--- WHAT IS BEING ASKED ---
Print word for word the first line of the records below and every following line through the one containing "pub fn record_streaming_analysis(&self)"; print nothing else.
***
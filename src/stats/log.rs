//! Session statistics log.
//!
//! Counts what the engine has processed: samples fed and evicted, analyses
//! run, inputs rejected. Only counters are kept, never sample values.

use chrono::{DateTime, Utc};
use serde::{Deserialize, Serialize};
use std::path::PathBuf;
use std::sync::atomic::{AtomicU64, Ordering};
use std::sync::Arc;

/// Running counters for the engine.
#[derive(Debug)]
pub struct SessionStats {
    /// Number of samples fed through the streaming path
    samples_fed: AtomicU64,
    /// Number of samples dropped by the capacity limit
    samples_evicted: AtomicU64,
    /// Number of streaming analyses run
    streaming_analyses: AtomicU64,
    /// Number of batch analyses run
    batch_analyses: AtomicU64,
    /// Number of batch requests rejected by a precondition
    rejected_inputs: AtomicU64,
    /// Number of sessions started (construction and each reset)
    sessions_started: AtomicU64,
    /// Start of the stats period
    started_at: DateTime<Utc>,
    /// Path for persisting stats
    persist_path: Option<PathBuf>,
}

impl SessionStats {
    /// Create a new, zeroed stats log.
    pub fn new() -> Self {
        Self {
            samples_fed: AtomicU64::new(0),
            samples_evicted: AtomicU64::new(0),
            streaming_analyses: AtomicU64::new(0),
            batch_analyses: AtomicU64::new(0),
            rejected_inputs: AtomicU64::new(0),
            sessions_started: AtomicU64::new(0),
            started_at: Utc::now(),
            persist_path: None,
        }
    }

    /// Create a stats log that persists to `path`, resuming earlier counts.
    pub fn with_persistence(path: PathBuf) -> Self {
        let mut stats = Self::new();
        stats.persist_path = Some(path);

        if let Err(e) = stats.load() {
            tracing::warn!("Could not load previous session stats: {e}");
        }

        stats
    }

    pub fn record_sample_fed(&self) {
        self.samples_fed.fetch_add(1, Ordering::Relaxed);
    }

    pub fn record_samples_evicted(&self, count: u64) {
        if count > 0 {
            self.samples_evicted.fetch_add(count, Ordering::Relaxed);
        }
    }

    pub fn record_streaming_analysis(&self) {
        self.streaming_analyses.fetch_add(1, Ordering::Relaxed);
    }

    pub fn record_batch_analysis(&self) {
        self.batch_analyses.fetch_add(1, Ordering::Relaxed);
    }

    pub fn record_rejected_input(&self) {
        self.rejected_inputs.fetch_add(1, Ordering::Relaxed);
    }

    pub fn record_session_started(&self) {
        self.sessions_started.fetch_add(1, Ordering::Relaxed);
    }

    /// Get the current counters.
    pub fn snapshot(&self) -> StatsSnapshot {
        StatsSnapshot {
            samples_fed: self.samples_fed.load(Ordering::Relaxed),
            samples_evicted: self.samples_evicted.load(Ordering::Relaxed),
            streaming_analyses: self.streaming_analyses.load(Ordering::Relaxed),
            batch_analyses: self.batch_analyses.load(Ordering::Relaxed),
            rejected_inputs: self.rejected_inputs.load(Ordering::Relaxed),
            sessions_started: self.sessions_started.load(Ordering::Relaxed),
            started_at: self.started_at,
            elapsed_secs: (Utc::now() - self.started_at).num_seconds().max(0) as u64,
        }
    }

    /// Get a summary string for display.
    pub fn summary(&self) -> String {
        let stats = self.snapshot();
        format!(
            "Session Statistics:\n\
             - Samples fed: {}\n\
             - Samples evicted: {}\n\
             - Streaming analyses: {}\n\
             - Batch analyses: {}\n\
             - Rejected inputs: {}\n\
             - Sessions started: {}\n\
             - Elapsed: {} seconds",
            stats.samples_fed,
            stats.samples_evicted,
            stats.streaming_analyses,
            stats.batch_analyses,
            stats.rejected_inputs,
            stats.sessions_started,
            stats.elapsed_secs
        )
    }

    /// Save counters to disk, if persistence is enabled.
    pub fn save(&self) -> Result<(), std::io::Error> {
        if let Some(ref path) = self.persist_path {
            if let Some(parent) = path.parent() {
                std::fs::create_dir_all(parent)?;
            }

            let stats = self.snapshot();
            let persisted = PersistedStats {
                samples_fed: stats.samples_fed,
                samples_evicted: stats.samples_evicted,
                streaming_analyses: stats.streaming_analyses,
                batch_analyses: stats.batch_analyses,
                rejected_inputs: stats.rejected_inputs,
                sessions_started: stats.sessions_started,
                last_updated: Utc::now(),
            };

            let json = serde_json::to_string_pretty(&persisted).map_err(std::io::Error::other)?;
            std::fs::write(path, json)?;
        }
        Ok(())
    }

    fn load(&mut self) -> Result<(), std::io::Error> {
        if let Some(ref path) = self.persist_path {
            if path.exists() {
                let content = std::fs::read_to_string(path)?;
                let persisted: PersistedStats =
                    serde_json::from_str(&content).map_err(std::io::Error::other)?;

                self.samples_fed
                    .store(persisted.samples_fed, Ordering::Relaxed);
                self.samples_evicted
                    .store(persisted.samples_evicted, Ordering::Relaxed);
                self.streaming_analyses
                    .store(persisted.streaming_analyses, Ordering::Relaxed);
                self.batch_analyses
                    .store(persisted.batch_analyses, Ordering::Relaxed);
                self.rejected_inputs
                    .store(persisted.rejected_inputs, Ordering::Relaxed);
                self.sessions_started
                    .store(persisted.sessions_started, Ordering::Relaxed);
            }
        }
        Ok(())
    }

    /// Reset all counters.
    pub fn reset(&self) {
        self.samples_fed.store(0, Ordering::Relaxed);
        self.samples_evicted.store(0, Ordering::Relaxed);
        self.streaming_analyses.store(0, Ordering::Relaxed);
        self.batch_analyses.store(0, Ordering::Relaxed);
        self.rejected_inputs.store(0, Ordering::Relaxed);
        self.sessions_started.store(0, Ordering::Relaxed);
    }
}

impl Default for SessionStats {
    fn default() -> Self {
        Self::new()
    }
}

/// Point-in-time copy of the counters.
#[derive(Debug, Clone, Serialize, Deserialize)]
pub struct StatsSnapshot {
    pub samples_fed: u64,
    pub samples_evicted: u64,
    pub streaming_analyses: u64,
    pub batch_analyses: u64,
    pub rejected_inputs: u64,
    pub sessions_started: u64,
    pub started_at: DateTime<Utc>,
    pub elapsed_secs: u64,
}

#[derive(Debug, Serialize, Deserialize)]
struct PersistedStats {
    samples_fed: u64,
    samples_evicted: u64,
    streaming_analyses: u64,
    batch_analyses: u64,
    rejected_inputs: u64,
    sessions_started: u64,
    last_updated: DateTime<Utc>,
}

/// Thread-safe shared stats log.
pub type SharedSessionStats = Arc<SessionStats>;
***
--- RESPONSE BELOW ---
filename src/stats/log.rs
//! Session statistics log.
//!
//! Counts what the engine has processed: samples fed and evicted, analyses
//! run, inputs rejected. Only counters are kept, never sample values.

use chrono::{DateTime, Utc};
use serde::{Deserialize, Serialize};
use std::path::PathBuf;
use std::sync::atomic::{AtomicU64, Ordering};
use std::sync::Arc;

/// Running counters for the engine.
#[derive(Debug)]
pub struct SessionStats {
    /// Number of samples fed through the streaming path
    samples_fed: AtomicU64,
    /// Number of samples dropped by the capacity limit
    samples_evicted: AtomicU64,
    /// Number of streaming analyses run
    streaming_analyses: AtomicU64,
    /// Number of batch analyses run
    batch_analyses: AtomicU64,
    /// Number of batch requests rejected by a precondition
    rejected_inputs: AtomicU64,
    /// Number of sessions started (construction and each reset)
    sessions_started: AtomicU64,
    /// Start of the stats period
    started_at: DateTime<Utc>,
    /// Path for persisting stats
    persist_path: Option<PathBuf>,
}

impl SessionStats {
    /// Create a new, zeroed stats log.
    pub fn new() -> Self {
        Self {
            samples_fed: AtomicU64::new(0),
            samples_evicted: AtomicU64::new(0),
            streaming_analyses: AtomicU64::new(0),
            batch_analyses: AtomicU64::new(0),
            rejected_inputs: AtomicU64::new(0),
            sessions_started: AtomicU64::new(0),
            started_at: Utc::now(),
            persist_path: None,
        }
    }

    /// Create a stats log that persists to `path`, resuming earlier counts.
    pub fn with_persistence(path: PathBuf) -> Self {
        let mut stats = Self::new();
        stats.persist_path = Some(path);

        if let Err(e) = stats.load() {
            tracing::warn!("Could not load previous session stats: {e}");
        }

        stats
    }

    pub fn record_sample_fed(&self) {
        self.samples_fed.fetch_add(1, Ordering::Relaxed);
    }

    pub fn record_samples_evicted(&self, count: u64) {
        if count > 0 {
            self.samples_evicted.fetch_add(count, Ordering::Relaxed);
        }
    }

    pub fn record_streaming_analysis(&self) {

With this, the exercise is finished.